■ **Your assignment**: When a line of the records contains "Online", copy it.

┄┄┄┄┄┄┄┄┄┄┄┄┄┄┄┄┄┄┄┄

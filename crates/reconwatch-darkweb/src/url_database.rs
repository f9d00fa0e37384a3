//! C9.6 — URL Database.
//!
//! Schema and operations are grounded on
//! `examples/original_source/backend/app/collectors/darkwatch_modules/crawlers/url_database.py`
//! (`URLDatabase`/`save`/`batch_save`/`select`/`update_status`/`update_categorie`).
//! `sqlite3` becomes an in-process `DashMap`-backed table here, the same
//! durability shape `reconwatch-storage`'s `MemoryStore` uses for C12.

use std::sync::atomic::{AtomicU64, Ordering};

use chrono::{DateTime, Utc};
use dashmap::DashMap;
use serde::{Deserialize, Serialize};

#[derive(Debug, Clone, Copy, PartialEq, Eq, Serialize, Deserialize)]
#[serde(rename_all = "snake_case")]
pub enum UrlStatus {
    Online,
    Offline,
    Unknown,
}

#[derive(Debug, Clone, Serialize, Deserialize)]
pub struct UrlRecord {
    pub id: u64,
    pub url_type: String,
    pub url: String,
    pub title: Option<String>,
    pub baseurl: Option<String>,
    pub status: UrlStatus,
    pub count_status: u32,
    pub source: String,
    pub categorie: Option<String>,
    pub score_categorie: i32,
    pub keywords: Option<String>,
    pub score_keywords: i32,
    pub discovery_date: DateTime<Utc>,
    pub lastscan: Option<DateTime<Utc>>,
    pub full_match_categorie: Option<String>,
}

/// After this many consecutive failures `update_status` marks a URL offline.
const OFFLINE_THRESHOLD: u32 = 3;

#[derive(Default)]
pub struct UrlDatabase {
    by_url: DashMap<String, UrlRecord>,
    next_id: AtomicU64,
}

impl UrlDatabase {
    pub fn new() -> Self {
        Self::default()
    }

    pub fn select_url(&self, url: &str) -> Option<UrlRecord> {
        self.by_url.get(url).map(|r| r.clone())
    }

    pub fn save(&self, url: &str, source: &str, url_type: &str, baseurl: Option<&str>) -> u64 {
        if let Some(existing) = self.by_url.get(url) {
            return existing.id;
        }
        let id = self.next_id.fetch_add(1, Ordering::Relaxed) + 1;
        self.by_url.insert(
            url.to_string(),
            UrlRecord {
                id,
                url_type: url_type.to_string(),
                url: url.to_string(),
                title: None,
                baseurl: baseurl.map(String::from),
                status: UrlStatus::Unknown,
                count_status: 0,
                source: source.to_string(),
                categorie: None,
                score_categorie: 0,
                keywords: None,
                score_keywords: 0,
                discovery_date: Utc::now(),
                lastscan: None,
                full_match_categorie: None,
            },
        );
        id
    }

    /// Filters already-present URLs with one pass before inserting the rest,
    /// mirroring the source's single `IN (...)` existence check.
    pub fn batch_save(&self, urls: &[String], source: &str, url_type: &str, baseurl: Option<&str>) -> usize {
        let mut inserted = 0;
        for url in urls {
            if self.by_url.contains_key(url) {
                continue;
            }
            self.save(url, source, url_type, baseurl);
            inserted += 1;
        }
        inserted
    }

    /// Excludes offline URLs, like the source's `select()`.
    pub fn select(&self, min_categorie: Option<i32>, min_keywords: Option<i32>, limit: usize) -> Vec<UrlRecord> {
        let mut results: Vec<UrlRecord> = self
            .by_url
            .iter()
            .filter(|r| r.status != UrlStatus::Offline)
            .filter(|r| min_categorie.map(|m| r.score_categorie >= m).unwrap_or(true))
            .filter(|r| min_keywords.map(|m| r.score_keywords >= m).unwrap_or(true))
            .map(|r| r.clone())
            .collect();
        results.sort_by_key(|r| r.id);
        results.truncate(limit);
        results
    }

    pub fn update_status(&self, url: &str, http_ok: bool) {
        if let Some(mut record) = self.by_url.get_mut(url) {
            record.lastscan = Some(Utc::now());
            if http_ok {
                record.status = UrlStatus::Online;
                record.count_status = 0;
            } else {
                record.count_status += 1;
                if record.count_status >= OFFLINE_THRESHOLD {
                    record.status = UrlStatus::Offline;
                }
            }
        }
    }

    pub fn update_categorie(
        &self,
        url: &str,
        categorie: &str,
        title: Option<&str>,
        full_match: bool,
        score_categorie: i32,
        score_keywords: i32,
        full_match_keywords: Option<&str>,
    ) {
        if let Some(mut record) = self.by_url.get_mut(url) {
            record.categorie = Some(categorie.to_string());
            if let Some(title) = title {
                record.title = Some(title.to_string());
            }
            record.score_categorie = score_categorie;
            record.score_keywords = score_keywords;
            record.full_match_categorie = if full_match { Some(categorie.to_string()) } else { None };
            record.keywords = full_match_keywords.map(String::from);
        }
    }

    pub fn len(&self) -> usize {
        self.by_url.len()
    }

    pub fn is_empty(&self) -> bool {
        self.by_url.is_empty()
    }
}

#[cfg(test)]
mod tests {
    use super::*;

    #[test]
    fn batch_save_skips_already_present_urls() {
        let db = UrlDatabase::new();
        db.save("http://a.onion", "ahmia", "onion", None);
        let inserted = db.batch_save(
            &["http://a.onion".to_string(), "http://b.onion".to_string()],
            "tor66",
            "onion",
            None,
        );
        assert_eq!(inserted, 1);
        assert_eq!(db.len(), 2);
    }

    #[test]
    fn three_consecutive_failures_marks_offline() {
        let db = UrlDatabase::new();
        db.save("http://a.onion", "ahmia", "onion", None);
        db.update_status("http://a.onion", false);
        db.update_status("http://a.onion", false);
        assert_ne!(db.select_url("http://a.onion").unwrap().status, UrlStatus::Offline);
        db.update_status("http://a.onion", false);
        assert_eq!(db.select_url("http://a.onion").unwrap().status, UrlStatus::Offline);
    }

    #[test]
    fn select_excludes_offline_urls() {
        let db = UrlDatabase::new();
        db.save("http://a.onion", "ahmia", "onion", None);
        db.save("http://b.onion", "ahmia", "onion", None);
        for _ in 0..3 {
            db.update_status("http://a.onion", false);
        }
        let results = db.select(None, None, 10);
        assert_eq!(results.len(), 1);
        assert_eq!(results[0].url, "http://b.onion");
    }
}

┄┄┄┄┄┄┄┄┄┄┄┄┄┄┄┄┄┄┄┄

■ **Response area**:
    Online,
                record.status = UrlStatus::Online;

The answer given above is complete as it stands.